Overseas access: www.kdjingpai.com
Bookmark Us

DeepInfra is a cloud platform that provides developers with AI model calling services. It allows users to access and run a variety of mainstream open source AI models, including Meta Llama 3, Mistral AI, and Google Gemma, through a simple API interface. The most important feature of this platform is "Serverless", which means that users do not need to deploy and maintain complex server hardware, and can directly pay for the amount of use, greatly reducing the threshold of the development and operation and maintenance of AI applications. DeepInfra Chat is an intuitive demo page provided by the platform, on which users can directly talk to the various large language models deployed on the platform, and feel the performance and characteristics of different models. It also shows developers the real-world results of its API services, allowing them to quickly test and evaluate models for integration into their own applications.

 

Function List

  • Multi-model support: The platform provides a rich selection of open-source large language models, such as Llama, Mistral, Gemma, and other families of models.
  • Online Chat Interface: Provides a clean web chat window that allows users to interact directly with selected AI models for testing without registration or configuration.
  • API Call Service: The core function is to provide developers with a stable and scalable API interface to easily integrate the capabilities of AI models into their own software or services.
  • pay as needed: Adopting a per-use (usually per token count) billing model, users only pay for the computing resources they actually consume, which is cost-effective.
  • Out of the box for production environments: provides a scalable, low-latency, production-grade infrastructure where developers don't have to deal with the complexities of Machine Learning Operations (ML Ops).
  • Developer Tools Integration: Supports integration with mainstream AI development frameworks such as LangChain and LlamaIndex, simplifying the process of building complex AI applications.

Using Help

DeepInfra Chat is aimed at two types of users: general users who want to quickly experience and review different large language models; and developers who need to integrate AI modeling capabilities into their products. The following will introduce how to use them respectively.

1. Web-based chat function (quick experience)

For those who want to directly experience the AI model's conversational capabilities, it's very simple to use:

  1. Access to the website: Open the URL in the browser https://deepinfra.com/chatThe
  2. Select Model: When the page loads, you will see a chat interface. At the top of the interface the name of the model currently being used is usually displayed (e.g. "OpenAI GPT OSS 120B").
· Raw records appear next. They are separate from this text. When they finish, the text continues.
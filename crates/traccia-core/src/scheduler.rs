//! Cron scheduler for the background jobs.
//!
//! A `Scheduler` is built from explicit job definitions and started and
//! stopped by its owner. Every job is single-flight: a tick that arrives
//! while the previous run of the same job is still active is skipped. A
//! job that panics is logged and the scheduler keeps ticking.

use std::future::Future;
use std::sync::Arc;

use futures::future::BoxFuture;
use futures::FutureExt;
use tokio::sync::Mutex;
use tokio_cron_scheduler::{Job, JobScheduler};
use tracing::{error, info, warn};

use crate::error::{Result, TracciaError};

pub type JobFn = Arc<dyn Fn() -> BoxFuture<'static, ()> + Send + Sync>;

/// Accept standard five-field cron (`min hour dom mon dow`) as well as the
/// seconds-first six/seven-field form, returning the seconds-first form.
pub fn normalize_cron(expr: &str) -> Result<String> {
    let invalid = |reason: String| TracciaError::InvalidCron {
        expr: expr.to_string(),
        reason,
    };

    let fields: Vec<&str> = expr.split_whitespace().collect();
    if let Some(bad) = fields.iter().find(|f| {
        !f.chars()
            .all(|c| c.is_ascii_alphanumeric() || matches!(c, '*' | ',' | '-' | '/' | '?' | '#'))
    }) {
        return Err(invalid(format!("unexpected token '{bad}'")));
    }

    match fields.len() {
        5 => Ok(format!("0 {}", fields.join(" "))),
        6 | 7 => Ok(fields.join(" ")),
        n => Err(invalid(format!("expected 5 fields, found {n}"))),
    }
}

// ---------------------------------------------------------------------------
// JobDefinition
// ---------------------------------------------------------------------------

pub struct JobDefinition {
    pub id: String,
    pub cron: String,
    pub run: JobFn,
}

impl JobDefinition {
    pub fn new<F, Fut>(id: impl Into<String>, cron: impl Into<String>, run: F) -> Self
    where
        F: Fn() -> Fut + Send + Sync + 'static,
        Fut: Future<Output = ()> + Send + 'static,
    {
        Self {
            id: id.into(),
            cron: cron.into(),
            run: Arc::new(move || run().boxed()),
        }
    }
}

// ---------------------------------------------------------------------------
// SingleFlight
// ---------------------------------------------------------------------------

#[derive(Debug, Clone, Copy, PartialEq, Eq)]
pub enum RunState {
    Completed,
    Skipped,
    Panicked,
}

/// Guard ensuring at most one active run per job.
#[derive(Clone)]
pub struct SingleFlight {
    job_id: Arc<str>,
    lock: Arc<Mutex<()>>,
}

impl SingleFlight {
    pub fn new(job_id: &str) -> Self {
        Self {
            job_id: Arc::from(job_id),
            lock: Arc::new(Mutex::new(())),
        }
    }

    /// Run `job` unless a previous run is still active. The job executes on
    /// its own task so a panic is contained and reported.
    pub async fn run(&self, job: BoxFuture<'static, ()>) -> RunState {
        let Ok(_guard) = self.lock.try_lock() else {
            warn!(job = %self.job_id, "previous run still active; tick skipped");
            return RunState::Skipped;
        };
        match tokio::spawn(job).await {
            Ok(()) => RunState::Completed,
            Err(e) => {
                error!(job = %self.job_id, error = %e, "job aborted");
                RunState::Panicked
            }
        }
    }
}

// ---------------------------------------------------------------------------
// Scheduler
// ---------------------------------------------------------------------------

pub struct Scheduler {
    jobs: Vec<JobDefinition>,
    inner: Option<JobScheduler>,
}

impl Scheduler {
    pub fn new(jobs: Vec<JobDefinition>) -> Self {
        Self { jobs, inner: None }
    }

    pub fn job_ids(&self) -> Vec<&str> {
        self.jobs.iter().map(|j| j.id.as_str()).collect()
    }

    pub fn is_running(&self) -> bool {
        self.inner.is_some()
    }

    /// Register every job and start ticking. Starting twice is a no-op.
    pub async fn start(&mut self) -> Result<()> {
        if self.inner.is_some() {
            return Ok(());
        }

        let sched = JobScheduler::new()
            .await
            .map_err(|e| TracciaError::Scheduler(format!("creating scheduler: {e}")))?;

        for def in &self.jobs {
            let cron = normalize_cron(&def.cron)?;
            let flight = SingleFlight::new(&def.id);
            let run = def.run.clone();
            let job = Job::new_async(cron.as_str(), move |_uuid, _lock| {
                let flight = flight.clone();
                let run = run.clone();
                Box::pin(async move {
                    flight.run(run()).await;
                })
            })
            .map_err(|e| TracciaError::Scheduler(format!("creating job '{}': {e}", def.id)))?;
            sched
                .add(job)
                .await
                .map_err(|e| TracciaError::Scheduler(format!("adding job '{}': {e}", def.id)))?;
            info!(job = %def.id, cron = %cron, "job scheduled");
        }

        sched
            .start()
            .await
            .map_err(|e| TracciaError::Scheduler(format!("starting scheduler: {e}")))?;
        self.inner = Some(sched);
        Ok(())
    }

    /// Stop ticking. In-flight runs are not awaited.
    pub async fn stop(&mut self) -> Result<()> {
        if let Some(mut sched) = self.inner.take() {
            sched
                .shutdown()
                .await
                .map_err(|e| TracciaError::Scheduler(format!("stopping scheduler: {e}")))?;
            info!("scheduler stopped");
        }
        Ok(())
    }
}

#[cfg(test)]
mod tests {
    use super::*;
    use std::sync::atomic::{AtomicU32, Ordering};
    use std::time::Duration;
    use tokio::sync::Notify;

    #[test]
    fn five_field_cron_gains_seconds() {
        assert_eq!(normalize_cron("0 2 * * *").unwrap(), "0 0 2 * * *");
        assert_eq!(normalize_cron(" 15  3 * * * ").unwrap(), "0 15 3 * * *");
        assert_eq!(normalize_cron("*/5 * * * * *").unwrap(), "*/5 * * * * *");
    }

    #[test]
    fn malformed_cron_is_rejected() {
        assert!(matches!(
            normalize_cron("every day"),
            Err(TracciaError::InvalidCron { .. })
        ));
        assert!(normalize_cron("0 2 * * * ; rm").is_err());
        assert!(normalize_cron("").is_err());
    }

    #[tokio::test]
    async fn overlapping_tick_is_skipped() {
        let flight = SingleFlight::new("alerts");
        let release = Arc::new(Notify::new());
        let started = Arc::new(Notify::new());

        let first = {
            let flight = flight.clone();
            let release = release.clone();
            let started = started.clone();
            tokio::spawn(async move {
                flight
                    .run(Box::pin(async move {
                        started.notify_one();
                        release.notified().await;
                    }))
                    .await
            })
        };
        started.notified().await;

        let second = flight.run(Box::pin(async {})).await;
        assert_eq!(second, RunState::Skipped);

        release.notify_one();
        assert_eq!(first.await.unwrap(), RunState::Completed);

        let third = flight.run(Box::pin(async {})).await;
        assert_eq!(third, RunState::Completed);
    }

    #[tokio::test]
    async fn panicking_job_releases_the_guard() {
        let flight = SingleFlight::new("sync");
        let state = flight
            .run(Box::pin(async {
                panic!("directory exploded");
            }))
            .await;
        assert_eq!(state, RunState::Panicked);
        assert_eq!(flight.run(Box::pin(async {})).await, RunState::Completed);
    }

    #[tokio::test]
    async fn invalid_cron_fails_start() {
        let mut scheduler = Scheduler::new(vec![JobDefinition::new("bad", "nope", || async {})]);
        assert!(scheduler.start().await.is_err());
        assert!(!scheduler.is_running());
    }

    #[tokio::test(flavor = "multi_thread", worker_threads = 2)]
    async fn scheduled_job_runs_until_stopped() {
        let count = Arc::new(AtomicU32::new(0));
        let counter = count.clone();
        let mut scheduler = Scheduler::new(vec![JobDefinition::new(
            "tick",
            "* * * * * *",
            move || {
                let counter = counter.clone();
                async move {
                    counter.fetch_add(1, Ordering::SeqCst);
                }
            },
        )]);
        assert_eq!(scheduler.job_ids(), vec!["tick"]);

        scheduler.start().await.unwrap();
        assert!(scheduler.is_running());
        tokio::time::sleep(Duration::from_millis(3500)).await;
        scheduler.stop().await.unwrap();
        assert!(!scheduler.is_running());

        assert!(count.load(Ordering::SeqCst) >= 1);
    }
}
You can click on the model name and switch by selecting another model you are interested in from the drop-down list, such as the Llama 3 or Mistral series.
  3. Starting a conversation: In the input box at the bottom of the page, type in any questions you want to ask or things you want to say, then press enter or click the send button.
  4. View Reply: Responses from the AI model are displayed directly in the chat window. You can continue to ask questions and have multiple rounds of conversations to test the model's logic, language, and knowledge capabilities.

This process does not require a login or any configuration and is perfect for quickly reviewing models.

2. API call service (used by developers)

For developers, the core value of DeepInfra is its powerful API services. You can integrate the capabilities of these AI models into your website, app, or backend service via the API.

Step 1: Create an account and get an API key

  1. Register/Login: Visit DeepInfra website https://deepinfra.com/, you can usually log in directly using your GitHub account.
  2. Generate API key: After logging in, go to your account Dashboard and find the API Keys management page (usually the path to the https://deepinfra.com/dash/api_keys).
  3. Creating a new key: Click the "New API Key" button, give your key a name (e.g. "MyTestApp") and click Generate.
  4. Save the key: The system generates a string that starts with di- character at the beginning, which is your API key.Please copy it immediately and keep it safeBecause of security concerns, this complete key will only appear once.

Step 2: Call the API

DeepInfra's API endpoints are compatible with OpenAI's format, which makes migration and use very easy. Its core chat API endpoints are:
https://api.deepinfra.com/v1/openai/chat/completions

You can call it using any tool or programming language that supports HTTP requests.

utilization curl A simple example of the command:

Open your terminal and set the following command in the {YOUR_API_KEY} replacing it with the key you just generated.{MODEL_ID} Replace it with the model ID you want to call (e.g. meta-llama/Meta-Llama-3-8B-Instruct).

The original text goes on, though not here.